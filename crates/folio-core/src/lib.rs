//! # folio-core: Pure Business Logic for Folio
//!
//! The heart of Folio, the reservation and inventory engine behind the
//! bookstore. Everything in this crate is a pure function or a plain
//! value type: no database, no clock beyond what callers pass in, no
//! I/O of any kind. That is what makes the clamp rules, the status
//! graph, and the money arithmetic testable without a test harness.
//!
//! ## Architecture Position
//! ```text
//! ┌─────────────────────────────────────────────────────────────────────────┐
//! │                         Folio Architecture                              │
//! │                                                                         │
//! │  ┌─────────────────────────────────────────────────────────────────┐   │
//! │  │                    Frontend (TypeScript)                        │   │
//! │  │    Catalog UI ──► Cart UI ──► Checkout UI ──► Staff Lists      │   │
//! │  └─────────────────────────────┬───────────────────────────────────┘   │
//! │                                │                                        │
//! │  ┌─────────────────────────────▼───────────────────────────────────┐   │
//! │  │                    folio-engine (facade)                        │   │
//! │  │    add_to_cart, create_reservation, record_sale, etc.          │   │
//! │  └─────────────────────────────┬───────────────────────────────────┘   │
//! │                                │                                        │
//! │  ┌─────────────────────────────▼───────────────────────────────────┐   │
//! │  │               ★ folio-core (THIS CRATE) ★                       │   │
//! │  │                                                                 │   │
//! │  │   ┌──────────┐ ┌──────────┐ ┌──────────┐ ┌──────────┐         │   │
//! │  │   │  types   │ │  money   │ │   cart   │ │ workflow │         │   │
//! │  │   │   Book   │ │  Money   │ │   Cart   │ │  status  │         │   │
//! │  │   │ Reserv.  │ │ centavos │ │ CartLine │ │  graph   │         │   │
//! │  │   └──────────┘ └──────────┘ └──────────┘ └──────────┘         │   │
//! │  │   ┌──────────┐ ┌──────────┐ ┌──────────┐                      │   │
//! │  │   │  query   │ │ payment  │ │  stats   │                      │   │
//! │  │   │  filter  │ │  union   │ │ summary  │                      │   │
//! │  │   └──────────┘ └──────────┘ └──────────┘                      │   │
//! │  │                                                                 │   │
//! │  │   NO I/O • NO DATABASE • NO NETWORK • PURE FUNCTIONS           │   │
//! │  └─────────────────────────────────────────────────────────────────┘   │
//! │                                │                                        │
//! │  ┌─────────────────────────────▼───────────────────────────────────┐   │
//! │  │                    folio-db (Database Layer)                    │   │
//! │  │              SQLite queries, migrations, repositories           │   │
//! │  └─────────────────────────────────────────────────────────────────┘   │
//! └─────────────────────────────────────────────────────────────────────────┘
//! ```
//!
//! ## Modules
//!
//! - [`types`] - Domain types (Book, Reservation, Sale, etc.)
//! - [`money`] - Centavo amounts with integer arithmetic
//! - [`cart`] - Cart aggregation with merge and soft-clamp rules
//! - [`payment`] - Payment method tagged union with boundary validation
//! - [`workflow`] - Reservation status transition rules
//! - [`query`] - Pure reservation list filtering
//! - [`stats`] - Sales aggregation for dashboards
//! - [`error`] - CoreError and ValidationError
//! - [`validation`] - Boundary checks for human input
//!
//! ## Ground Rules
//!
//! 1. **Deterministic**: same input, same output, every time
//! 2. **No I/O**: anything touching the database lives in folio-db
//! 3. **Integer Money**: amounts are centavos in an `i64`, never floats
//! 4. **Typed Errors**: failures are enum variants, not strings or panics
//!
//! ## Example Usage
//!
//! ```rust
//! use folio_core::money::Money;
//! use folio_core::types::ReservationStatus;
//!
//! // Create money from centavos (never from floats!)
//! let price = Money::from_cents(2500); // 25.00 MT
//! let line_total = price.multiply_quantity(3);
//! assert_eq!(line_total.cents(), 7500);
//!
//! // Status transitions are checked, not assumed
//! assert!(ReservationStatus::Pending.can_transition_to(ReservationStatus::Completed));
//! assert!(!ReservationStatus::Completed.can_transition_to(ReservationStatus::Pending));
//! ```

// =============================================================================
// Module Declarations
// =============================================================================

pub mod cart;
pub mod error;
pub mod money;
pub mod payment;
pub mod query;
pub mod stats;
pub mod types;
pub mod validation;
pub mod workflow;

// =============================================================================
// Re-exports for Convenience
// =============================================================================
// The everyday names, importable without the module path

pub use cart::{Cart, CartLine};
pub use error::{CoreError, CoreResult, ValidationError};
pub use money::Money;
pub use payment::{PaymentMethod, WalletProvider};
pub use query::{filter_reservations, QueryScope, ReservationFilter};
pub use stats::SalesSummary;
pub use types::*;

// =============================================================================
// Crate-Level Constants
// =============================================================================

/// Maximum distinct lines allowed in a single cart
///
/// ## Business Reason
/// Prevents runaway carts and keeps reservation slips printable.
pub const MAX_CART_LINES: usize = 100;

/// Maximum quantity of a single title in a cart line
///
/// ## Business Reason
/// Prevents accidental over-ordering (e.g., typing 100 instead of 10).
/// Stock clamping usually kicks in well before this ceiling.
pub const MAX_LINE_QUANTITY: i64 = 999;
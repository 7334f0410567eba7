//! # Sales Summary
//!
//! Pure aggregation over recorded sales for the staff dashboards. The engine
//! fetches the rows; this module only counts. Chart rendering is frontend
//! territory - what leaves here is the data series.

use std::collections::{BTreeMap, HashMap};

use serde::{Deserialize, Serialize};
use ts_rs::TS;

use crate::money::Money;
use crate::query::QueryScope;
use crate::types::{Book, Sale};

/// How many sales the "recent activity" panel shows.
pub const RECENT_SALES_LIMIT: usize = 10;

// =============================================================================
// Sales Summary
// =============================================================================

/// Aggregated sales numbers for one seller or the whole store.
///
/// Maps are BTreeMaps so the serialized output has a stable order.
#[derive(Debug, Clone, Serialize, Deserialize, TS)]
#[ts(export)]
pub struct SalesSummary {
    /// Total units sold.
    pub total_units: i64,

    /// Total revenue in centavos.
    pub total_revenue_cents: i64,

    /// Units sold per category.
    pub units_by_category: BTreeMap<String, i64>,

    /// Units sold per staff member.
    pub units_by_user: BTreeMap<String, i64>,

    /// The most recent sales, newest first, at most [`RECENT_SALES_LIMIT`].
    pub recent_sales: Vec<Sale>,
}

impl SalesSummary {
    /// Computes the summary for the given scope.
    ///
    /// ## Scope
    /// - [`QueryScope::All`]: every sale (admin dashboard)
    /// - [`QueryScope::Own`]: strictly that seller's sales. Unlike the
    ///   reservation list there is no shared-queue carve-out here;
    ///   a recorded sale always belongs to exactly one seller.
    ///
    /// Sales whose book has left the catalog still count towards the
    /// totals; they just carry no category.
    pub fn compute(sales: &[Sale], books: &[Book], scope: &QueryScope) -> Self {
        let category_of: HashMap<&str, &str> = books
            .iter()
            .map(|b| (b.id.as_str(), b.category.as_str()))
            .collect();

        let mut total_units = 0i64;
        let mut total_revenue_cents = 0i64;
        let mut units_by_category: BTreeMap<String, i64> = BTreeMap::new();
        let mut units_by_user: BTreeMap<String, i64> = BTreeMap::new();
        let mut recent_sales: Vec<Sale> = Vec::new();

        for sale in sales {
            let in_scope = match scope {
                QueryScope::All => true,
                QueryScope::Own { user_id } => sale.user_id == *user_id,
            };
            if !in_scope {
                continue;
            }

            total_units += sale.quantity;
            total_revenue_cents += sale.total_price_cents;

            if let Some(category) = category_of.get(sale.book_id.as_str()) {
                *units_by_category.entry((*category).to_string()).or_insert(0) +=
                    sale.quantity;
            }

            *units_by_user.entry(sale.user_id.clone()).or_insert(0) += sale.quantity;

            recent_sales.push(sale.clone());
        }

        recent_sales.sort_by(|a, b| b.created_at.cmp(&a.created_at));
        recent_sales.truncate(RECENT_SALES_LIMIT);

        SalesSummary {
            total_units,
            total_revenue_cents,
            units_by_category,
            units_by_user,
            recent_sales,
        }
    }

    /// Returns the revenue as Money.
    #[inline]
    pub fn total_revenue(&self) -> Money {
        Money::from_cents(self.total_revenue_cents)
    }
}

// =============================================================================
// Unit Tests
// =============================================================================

=======

== Aim of the task ==
Please return each line of the data above in which the word "here" occurs.

== Task solution ==
//! territory - what leaves here is the data series.
    ///   reservation list there is no shared-queue carve-out here;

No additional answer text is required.